Безгранично широкие горизонты открывает нам Достоевский своим утверждением, что в западных литературах нет ни одного гениального писателя, „который бы обладал такою способностью всемирной отзывчивости, как Пушкин". Он полагает, что „Пушкин лишь один из всех мировых поэтов обладает свойством перевоплощаться вполне в чужую национальность. Вот сцены из „Фауста", вот „Скупой рыцарь" и баллада „Жил на свете рыцарь бедный". — Перечтите „Дон Жуана", и если бы не было подписи Пушкина, вы бы никогда не узнали, что это написал не испанец".

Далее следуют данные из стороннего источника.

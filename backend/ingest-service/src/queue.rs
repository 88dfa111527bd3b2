//! Adaptive batch queue between the MQTT ingest task and the flush task
//!
//! FIFO buffer of timestamp-tagged readings. The drain side removes at most
//! `target` items per call and recomputes the target from backlog pressure:
//! doubled while the backlog runs more than twice ahead of it, halved when
//! the backlog falls below half of it, always clamped to the configured
//! bounds.

use std::collections::VecDeque;
use std::sync::Arc;
use std::time::Instant;

use telemetry_schema::SensorReading;
use tokio::sync::{Mutex, Notify};
use tracing::debug;

use crate::metrics::IngestMetrics;

/// What `put` does when the queue is at capacity
#[derive(Debug, Clone, Copy, PartialEq, Eq)]
pub enum OverflowPolicy {
    /// Suspend the producer until the flush task frees space
    Block,
    /// Drop the new item and count it
    Drop,
}

#[derive(Debug, Clone)]
pub struct QueueConfig {
    pub initial_batch_size: usize,
    pub min_batch_size: usize,
    pub max_batch_size: usize,
    pub max_size: Option<usize>,
    pub overflow: OverflowPolicy,
}

struct Enqueued {
    reading: SensorReading,
    enqueued_at: Instant,
}

struct Inner {
    items: VecDeque<Enqueued>,
    target: usize,
}

pub struct AdaptiveBatchQueue {
    inner: Mutex<Inner>,
    not_full: Notify,
    config: QueueConfig,
    metrics: Arc<IngestMetrics>,
}

impl AdaptiveBatchQueue {
    pub fn new(config: QueueConfig, metrics: Arc<IngestMetrics>) -> Self {
        let target = config
            .initial_batch_size
            .clamp(config.min_batch_size, config.max_batch_size);
        metrics.batch_target.set(target as i64);
        Self {
            inner: Mutex::new(Inner {
                items: VecDeque::new(),
                target,
            }),
            not_full: Notify::new(),
            config,
            metrics,
        }
    }

    /// Append a reading, tagged with its enqueue time.
    ///
    /// Only suspends under `OverflowPolicy::Block` with a full queue.
    pub async fn put(&self, reading: SensorReading) {
        loop {
            let mut inner = self.inner.lock().await;
            if let Some(max) = self.config.max_size {
                if inner.items.len() >= max {
                    match self.config.overflow {
                        OverflowPolicy::Drop => {
                            self.metrics.queue_dropped.inc();
                            debug!(capacity = max, "Queue full, dropping reading");
                            return;
                        }
                        OverflowPolicy::Block => {
                            drop(inner);
                            self.not_full.notified().await;
                            continue;
                        }
                    }
                }
            }
            inner.items.push_back(Enqueued {
                reading,
                enqueued_at: Instant::now(),
            });
            self.metrics.queue_size.set(inner.items.len() as i64);
            return;
        }
    }

    /// Remove and return at most `target` readings, oldest first, then
    /// recompute the target from the remaining backlog.
    pub async fn get_batch(&self) -> Vec<SensorReading> {
        let mut inner = self.inner.lock().await;
        let take = inner.target.min(inner.items.len());
        let now = Instant::now();
        let mut batch = Vec::with_capacity(take);
        while batch.len() < take {
            match inner.items.pop_front() {
                Some(entry) => {
                    self.metrics
                        .queue_wait_seconds
                        .observe(now.duration_since(entry.enqueued_at).as_secs_f64());
                    batch.push(entry.reading);
                }
                None => break,
            }
        }

        let backlog = inner.items.len();
        if backlog > inner.target * 2 {
            inner.target = (inner.target * 2).min(self.config.max_batch_size);
        } else if backlog < inner.target / 2 {
            inner.target = (inner.target / 2).max(self.config.min_batch_size);
        }

        self.metrics.queue_size.set(backlog as i64);
        self.metrics.batch_target.set(inner.target as i64);
        if !batch.is_empty() {
            self.not_full.notify_one();
        }
        batch
    }

    /// Number of buffered readings.
    pub async fn backlog(&self) -> usize {
        self.inner.lock().await.items.len()
    }

    /// Current adaptive target batch size.
    pub async fn target(&self) -> usize {
        self.inner.lock().await.target
    }
}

Не будем останавливаться на дальнейших доказательствах способности Пушкина к перевоплощению, которые приводит Достоевский. Не будем останавливаться и на том, приемлема ли для историка литературы категоричность утверждения Достоевскаго. Историк литературы, и в частности пушкинист, может быть, укажет, также, что гениальное прозрение в Пушкине „всечеловека" нужно понимать не только в смысле усвоения Пушкиным именно национальных особенностей.
„Всечеловечество" Пушкина нужно толковать в том смысле, что он удивительно умеет входить вообще во всякую психологию, безразлично, русская она, или иноземная. Он удивительно умеет стать на точку зрения того лица, душевную жизнь которого взялся изобразить. Ведь он нашел своего рода оправдание даже для самых грязных по общему представлению страстей. Как он нам представил скупость в „Скупом рыцаре"? Это не жалко-сметной Гарпагон, не отвратительный Плюшкин, это своего рода художник, с артистическим упоением, бесцельно, то-есть истинно художественно, любующийся своими сокровищами. Как нам представил Пушкин в „Моцарте и Сальери" зависть? Он не осудил завистника, он его понял и этим самым как бы оправдал.

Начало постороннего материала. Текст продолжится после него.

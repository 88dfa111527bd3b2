use std::env;
use std::time::Duration;

use crate::error::RelayError;

#[derive(Debug, Clone)]
pub struct RedisConfig {
    pub url: String,
    pub stream: String,
    pub group: String,
}

#[derive(Debug, Clone)]
pub struct WorkerConfig {
    /// Consumer names within the group; one worker task is spawned per name
    pub consumers: Vec<String>,
    /// Maximum entries fetched per poll
    pub batch_size: usize,
    /// XREADGROUP block timeout; bounds how long a poll can sit idle
    pub block_ms: usize,
    pub retry_delay: Duration,
}

#[derive(Debug, Clone)]
pub struct Config {
    pub redis: RedisConfig,
    pub db: db_pool::DbConfig,
    pub worker: WorkerConfig,
}

impl Config {
    pub fn from_env() -> Result<Self, RelayError> {
        let redis = RedisConfig {
            url: env::var("REDIS_URL").unwrap_or_else(|_| "redis://127.0.0.1:6379".into()),
            stream: env::var("REDIS_STREAM").unwrap_or_else(|_| "sensor-readings".into()),
            group: env::var("REDIS_GROUP").unwrap_or_else(|_| "pg-relay".into()),
        };

        let db = db_pool::DbConfig::from_env()?;

        let consumers: Vec<String> = env::var("RELAY_CONSUMERS")
            .unwrap_or_else(|_| "worker-1".into())
            .split(',')
            .map(|s| s.trim().to_string())
            .filter(|s| !s.is_empty())
            .collect();
        if consumers.is_empty() {
            return Err(RelayError::Config(
                "RELAY_CONSUMERS must name at least one consumer".into(),
            ));
        }

        let worker = WorkerConfig {
            consumers,
            batch_size: parse_or("RELAY_BATCH_SIZE", 100),
            block_ms: parse_or("RELAY_BLOCK_MS", 1000),
            retry_delay: Duration::from_secs(parse_or("RELAY_RETRY_DELAY_SECS", 2)),
        };

        Ok(Self { redis, db, worker })
    }
}

fn parse_or<T: std::str::FromStr>(key: &str, default: T) -> T {
    env::var(key)
        .ok()
        .and_then(|v| v.parse().ok())
        .unwrap_or(default)
}

#[cfg(test)]
mod tests {
    use super::*;

    #[test]
    fn consumer_list_splits_and_trims() {
        let consumers: Vec<String> = "worker-1, worker-2 ,,worker-3"
            .split(',')
            .map(|s| s.trim().to_string())
            .filter(|s| !s.is_empty())
            .collect();
        assert_eq!(consumers, vec!["worker-1", "worker-2", "worker-3"]);
    }
}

Но, повторяю, не только в этом историко-литературном истолковании творчества Пушкина значение того понятия о всечеловеке", которое создал Достоевский. Поняв национализм, как желание возможно шире воплотить в себе лучшие стороны общечеловеческой природы, Достоевский в этот лучезарно-светлый момент своей духовной жизни поставил идею национализма на недосягаемую высоту.
Великие слова, когда-либо сказанные по самым разнообразным поводам, имеют то свойство, что они никогда не стареют и всегда могут находить себе применение. И жгучую современность приобретает в наши дни неистового извращения идей здорового национализма то место московской речи, где Достоевский говорит: „Стать настоящим русским, сталь вполне русским, может быть, и значит только стать братом всех людей, всечелочеком (курсив Достоевского), если хотите".
Цитируют теперь часто Достоевского по поводу необходимости взять Константинополь. Нужно ли тревожить тень великого писателя для такого вопроса реальной политики? И без писателя-пророка можно понять важность проливов. К пророкам и гениям надо прибегать в вопросах тонких и сложных, где они силою своего прозрения могут преподать уроки, недоступные простым смертным. И потому оставим Достоевского в покое в рассуждениях о Константинополе и лучше будем с упоением повторять великие слова великого писателя:
„Стать настоящим русским значит стать братом всех людей".